Landscape setting, morphometry, hydrology, and nutrient load are factors that may determine how lakes process pulses of organic carbon (OC) from the watershed. For example, small bog lakes in northern Wisconsin are sheltered from wind, tend to have poor light penetration, strong stratification, and short residence times. Whereas large, drainage lakes tend to have significant light penetration and deep surface mixed layers, as well as longer residence times. How do these lake characteristics determine the fate of OC pulses from watersheds? Answering this question is difficult because OC base loads are not easily quantified and OC pulses tend to be coincident with weather patterns that confound our measurements of lake variables. To address this question, we simulate OC loading to lakes that cover broad gradients in size and trophic status.
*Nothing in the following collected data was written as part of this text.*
// TourBox Run Loop
// Single consumer that reads bytes, decodes them and feeds the engine in order

use std::sync::atomic::{AtomicBool, Ordering};
use std::sync::Arc;
use std::time::Duration;

use crate::config::{ProfileHandle, ReloadOutcome};
use crate::engine::Engine;
use crate::output::{CommandSpawner, KeySink};
use crate::protocol::decode;
use crate::transport::{Transport, TransportError};

/// Loop timing
#[derive(Debug, Clone, Copy, PartialEq, Eq)]
pub struct RunnerOptions {
    /// Upper bound on one transport read; also how often flags are checked
    pub read_timeout: Duration,
}

impl Default for RunnerOptions {
    fn default() -> Self {
        Self {
            read_timeout: Duration::from_millis(100),
        }
    }
}

/// Counters reported when the loop ends
#[derive(Debug, Clone, Copy, Default, PartialEq, Eq)]
pub struct RunStats {
    /// Bytes decoded and dispatched
    pub events: u64,
    /// Controls force-released during shutdown
    pub released_on_exit: usize,
}

/// Owns the device, the engine and the profile for the process lifetime
pub struct RunLoop<T, S, C> {
    transport: T,
    engine: Engine<S, C>,
    profile: ProfileHandle,
    running: Arc<AtomicBool>,
    reload: Arc<AtomicBool>,
    options: RunnerOptions,
}

impl<T, S, C> RunLoop<T, S, C>
where
    T: Transport,
    S: KeySink,
    C: CommandSpawner,
{
    pub fn new(transport: T, engine: Engine<S, C>, profile: ProfileHandle) -> Self {
        Self {
            transport,
            engine,
            profile,
            running: Arc::new(AtomicBool::new(true)),
            reload: Arc::new(AtomicBool::new(false)),
            options: RunnerOptions::default(),
        }
    }

    pub fn with_options(mut self, options: RunnerOptions) -> Self {
        self.options = options;
        self
    }

    /// Share stop and reload flags created elsewhere, e.g. by a signal thread
    pub fn with_flags(mut self, running: Arc<AtomicBool>, reload: Arc<AtomicBool>) -> Self {
        self.running = running;
        self.reload = reload;
        self
    }

    /// Clear to stop the loop after the current iteration
    pub fn running_flag(&self) -> Arc<AtomicBool> {
        self.running.clone()
    }

    /// Set to re-read the profile before the next read
    pub fn reload_flag(&self) -> Arc<AtomicBool> {
        self.reload.clone()
    }

    pub fn engine(&self) -> &Engine<S, C> {
        &self.engine
    }

    pub fn profile(&self) -> &ProfileHandle {
        &self.profile
    }

    /// Run until the running flag clears or the transport fails.
    ///
    /// Held keys are released and the transport closed on every exit path. A
    /// read error is returned after that cleanup.
    pub fn run(&mut self) -> Result<RunStats, TransportError> {
        let result = self.pump();

        let released = self.engine.release_all();
        if released > 0 {
            log::info!("Released {} held control(s) on shutdown", released);
        }
        let closed = self.transport.close();

        let events = result?;
        closed?;
        Ok(RunStats {
            events,
            released_on_exit: released,
        })
    }

    fn pump(&mut self) -> Result<u64, TransportError> {
        let mut events = 0u64;

        while self.running.load(Ordering::SeqCst) {
            if self.reload.swap(false, Ordering::SeqCst) {
                self.reload_profile();
            }

            let Some(byte) = self.transport.read_byte(self.options.read_timeout)? else {
                continue;
            };

            let event = decode(byte);
            let profile = self.profile.snapshot();
            let outcome = self.engine.dispatch(&profile, event);
            events += 1;
            log::debug!("{:#04x} ({}) -> {:?}", byte, event.edge, outcome);
        }

        Ok(events)
    }

    fn reload_profile(&self) {
        match self.profile.reload() {
            Ok(ReloadOutcome::Reloaded) => {
                let profile = self.profile.snapshot();
                log::info!(
                    "Reloaded profile '{}' ({} mappings)",
                    profile.name(),
                    profile.len()
                );
            }
            Ok(ReloadOutcome::NoSource) => {
                log::info!("Built-in profile has no file; nothing to reload");
            }
            Err(e) => log::error!("Profile reload failed, keeping current profile: {}", e),
        }
    }
}

/// Log every decoded event without dispatching it. Returns the event count.
///
/// The transport is closed when the loop ends, whatever the reason.
pub fn monitor<T: Transport + ?Sized>(
    transport: &mut T,
    running: &AtomicBool,
    read_timeout: Duration,
) -> Result<u64, TransportError> {
    let mut count = 0u64;
    let result = log_events(transport, running, read_timeout, &mut count);

    let closed = transport.close();
    result?;
    closed?;
    Ok(count)
}

fn log_events<T: Transport + ?Sized>(
    transport: &mut T,
    running: &AtomicBool,
    read_timeout: Duration,
    count: &mut u64,
) -> Result<(), TransportError> {
    while running.load(Ordering::SeqCst) {
        let Some(byte) = transport.read_byte(read_timeout)? else {
            continue;
        };
        *count += 1;

        let event = decode(byte);
        match event.descriptor() {
            Ok(descriptor) => log::info!(
                "[{}] {:#04x} -> {} {} ({})",
                count,
                byte,
                descriptor.control,
                event.edge,
                descriptor.kind
            ),
            Err(unknown) => log::warn!("[{}] {}", count, unknown),
        }
    }
    Ok(())
}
We calibrate a one-dimensional lake physical and water quality model (DYRESM-CAEDYM) to observations from lakes in northern Wisconsin. Base loads were determined through calibration and pulses were simulated as short-term increases to base loads. Using the lake model, we studied the affects of OC pulses on lake physical, chemical and biological variables and determined the fate of the OC pulse as changes in lake pools and key ecosystem fluxes.

Results/Conclusions

We found that relatively large pulses (10x base load, sustained for 5 days) had more pronounced affect on chemical and biological variables in smaller lakes than in larger lakes. Physical variables, such as thermal stratification and light regime were affected in more subtle ways in all lakes. The manifestation of the pulse, in terms of changes in DIC and CO2 flux to the atmosphere, depended on weather patterns following the pulse in smaller lakes, as weather alters mixing and entrainment of hypolimnetic waters. In some cases, responses were delayed until weather had driven mixing events that entrained metalimnetic waters. The magnitude and timing of the response to OC pulse also depended on the delivery of the pulse and the nature of the OC. Loads delivered by cold water or loads high in particulate matter plunged into hypolimnetic waters. In dystrophic lakes, the dark, cold environment of the hypolimnion resulted in low OC mineralization rates. Overall, easily measured lake variables other than DOC responded subtly to moderate loads, suggesting that they may be difficult to detect given background noise driven by weather variability.